The proposals released this week by the Business Council and 27 other organizations come as New York lawmakers and Gov. Kathy Hochul are debating a $227 billion budget that is due in less than a month.

The outstanding debt, more than $7 billion, is being paid through a surcharge on employers' payroll taxes. Gov. Hochul's administration has asked the federal government to waive the interest on the debt.

But the business groups believe New York needs to act.

"New York still has nearly $8 billion in outstanding federal loans, used to maintain payment of regular UI benefits during the pandemic, when the state’s reductionin-force mandate resulted in the loss of 1.7 million jobs in March 2020," the groups wrote in a letter to state lawmakers. "Since the UI system is funded exclusively by payroll taxes imposed on employers, this debt has resulted in increased, and growing, state and federal UI tax burdens, adding thousands of dollars to the payroll costs of small businesses, and hundreds of millions in increased employer costs overall."
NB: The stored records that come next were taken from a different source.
#![deny(
    trivial_numeric_casts,
    missing_docs,
    unsafe_code,
    unstable_features,
    unused_import_braces,
    unused_qualifications,
    unused_extern_crates,
    unused_results
)]
#![warn(rust_2021_compatibility, unreachable_pub)]

//! The canonical enriched-event model: a flat record of optional string
//! fields, mutable during enrichment, serialized to one tab-separated UTF-8
//! row with fields in a fixed canonical order.

macro_rules! enriched_event {
    ($($field:ident),+ $(,)?) => {
        /// One canonical enriched event.
        ///
        /// Every field is an optional string; enrichments mutate fields in
        /// place and later enrichments may overwrite what earlier ones
        /// wrote. Serialization renders absent fields as empty columns.
        #[derive(Debug, Clone, Default, PartialEq)]
        pub struct EnrichedEvent {
            $(
                #[doc = concat!("The `", stringify!($field), "` canonical field.")]
                pub $field: Option<String>,
            )+
        }

        /// Names of the canonical fields, in serialization order.
        pub const FIELD_NAMES: &[&str] = &[$(stringify!($field)),+];

        impl EnrichedEvent {
            /// Creates an empty event.
            pub fn new() -> Self {
                Default::default()
            }

            /// Returns the value of the field selected by its canonical
            /// name, or `None` when the name is unknown or the field is
            /// unset.
            pub fn get(&self, name: &str) -> Option<&str> {
                match name {
                    $(stringify!($field) => self.$field.as_deref(),)+
                    _ => None,
                }
            }

            /// Sets the field selected by its canonical name. Returns false
            /// when the name is not a canonical field.
            pub fn set(&mut self, name: &str, value: impl Into<String>) -> bool {
                match name {
                    $(stringify!($field) => {
                        self.$field = Some(value.into());
                        true
                    },)+
                    _ => false,
                }
            }

            /// Serializes the event to one tab-separated row, fields in
            /// canonical order.
            pub fn to_tsv(&self) -> String {
                let fields: Vec<&str> = vec![$(self.$field.as_deref().unwrap_or("")),+];
                fields.join("\t")
            }
        }
    };
}

enriched_event! {
    app_id, platform, etl_tstamp, collector_tstamp, dvce_created_tstamp,
    event, event_id, txn_id, name_tracker, v_tracker, v_collector, v_etl,
    user_id, user_ipaddress, user_fingerprint, domain_userid,
    domain_sessionidx, network_userid, geo_country, geo_region, geo_city,
    geo_zipcode, geo_latitude, geo_longitude, geo_region_name, ip_isp,
    ip_organization, ip_domain, ip_netspeed, page_url, page_title,
    page_referrer, page_urlscheme, page_urlhost, page_urlport, page_urlpath,
    page_urlquery, page_urlfragment, refr_urlscheme, refr_urlhost,
    refr_urlport, refr_urlpath, refr_urlquery, refr_urlfragment, refr_medium,
    refr_source, refr_term, mkt_medium, mkt_source, mkt_term, mkt_content,
    mkt_campaign, contexts, se_category, se_action, se_label, se_property,
    se_value, unstruct_event, tr_orderid, tr_affiliation, tr_total, tr_tax,
    tr_shipping, tr_city, tr_state, tr_country, ti_orderid, ti_sku, ti_name,
    ti_category, ti_price, ti_quantity, pp_xoffset_min, pp_xoffset_max,
    pp_yoffset_min, pp_yoffset_max, useragent, br_name, br_family,
    br_version, br_type, br_renderengine, br_lang, br_features_pdf,
    br_features_flash, br_features_java, br_features_director,
    br_features_quicktime, br_features_realplayer, br_features_windowsmedia,
    br_features_gears, br_features_silverlight, br_cookies, br_colordepth,
    br_viewwidth, br_viewheight, os_name, os_family, os_manufacturer,
    os_timezone, dvce_type, dvce_ismobile, dvce_screenwidth,
    dvce_screenheight, doc_charset, doc_width, doc_height, tr_currency,
    tr_total_base, tr_tax_base, tr_shipping_base, ti_currency,
    ti_price_base, base_currency, geo_timezone, mkt_clickid, mkt_network,
    etl_tags, dvce_sent_tstamp, refr_domain_userid, refr_dvce_tstamp,
    derived_contexts, domain_sessionid, derived_tstamp, event_vendor,
    event_name, event_format, event_version, event_fingerprint, true_tstamp,
}

#[cfg(test)]
mod test {
    use crate::{EnrichedEvent, FIELD_NAMES};

    #[test]
    fn canonical_field_count() {
        assert_eq!(FIELD_NAMES.len(), 131);
    }

    #[test]
    fn canonical_order_spot_checks() {
        assert_eq!(FIELD_NAMES[0], "app_id");
        assert_eq!(FIELD_NAMES[3], "collector_tstamp");
        assert_eq!(FIELD_NAMES[6], "event_id");
        assert_eq!(FIELD_NAMES[11], "v_etl");
        assert_eq!(FIELD_NAMES[52], "contexts");
        assert_eq!(FIELD_NAMES[122], "derived_contexts");
        assert_eq!(FIELD_NAMES[130], "true_tstamp");
    }

    #[test]
    fn get_and_set_by_name() {
        let mut event = EnrichedEvent::new();
        assert!(event.set("app_id", "shop"));
        assert!(event.set("geo_city", "Reykjavik"));
        assert!(!event.set("not_a_field", "x"));

        assert_eq!(event.get("app_id"), Some("shop"));
        assert_eq!(event.get("geo_city"), Some("Reykjavik"));
        assert_eq!(event.get("platform"), None);
        assert_eq!(event.get("not_a_field"), None);
        assert_eq!(event.app_id.as_deref(), Some("shop"));
    }

    #[test]
    fn tsv_row_has_one_column_per_field() {
        let mut event = EnrichedEvent::new();
        event.app_id = Some("shop".into());
        event.event_id = Some("deadbeef".into());

        let row = event.to_tsv();
        let columns: Vec<&str> = row.split('\t').collect();
        assert_eq!(columns.len(), FIELD_NAMES.len());
        assert_eq!(columns[0], "shop");
        assert_eq!(columns[6], "deadbeef");
        assert_eq!(columns[1], "");
    }

    #[test]
    fn empty_event_serializes_to_tabs_only() {
        let row = EnrichedEvent::new().to_tsv();
        assert_eq!(row.chars().filter(|c| *c == '\t').count(), FIELD_NAMES.len() - 1);
        assert!(row.chars().all(|c| c == '\t'));
    }
}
The proposals include paying the annual interest on outstanding federal loans, which would prevent the state from adding the surcharge on monthly unemployment insurance taxes.

The state could also offset the cost of the increased taxes on employers and can use public funds to help pay down a share of the state's debt. And New York should address the impact of fraudulent payments on businesses.

New York's unemployment debt soared during the initial weeks and months of the COVID-19 pandemic as the state recorded a spike in job losses not seen since the Great Depression as businesses, schools and public gathering places closed.

Hochul has urged the federal government to step in.

"We're asking the federal government to waive the interest on these loans," Hochul told reporters last year. "We think they should. This was an unexpected occurence — literally a pandemic.

"We don't want any additional costs and we've been giving a lot of support to our businesses, a billion dollars to pay off those costs."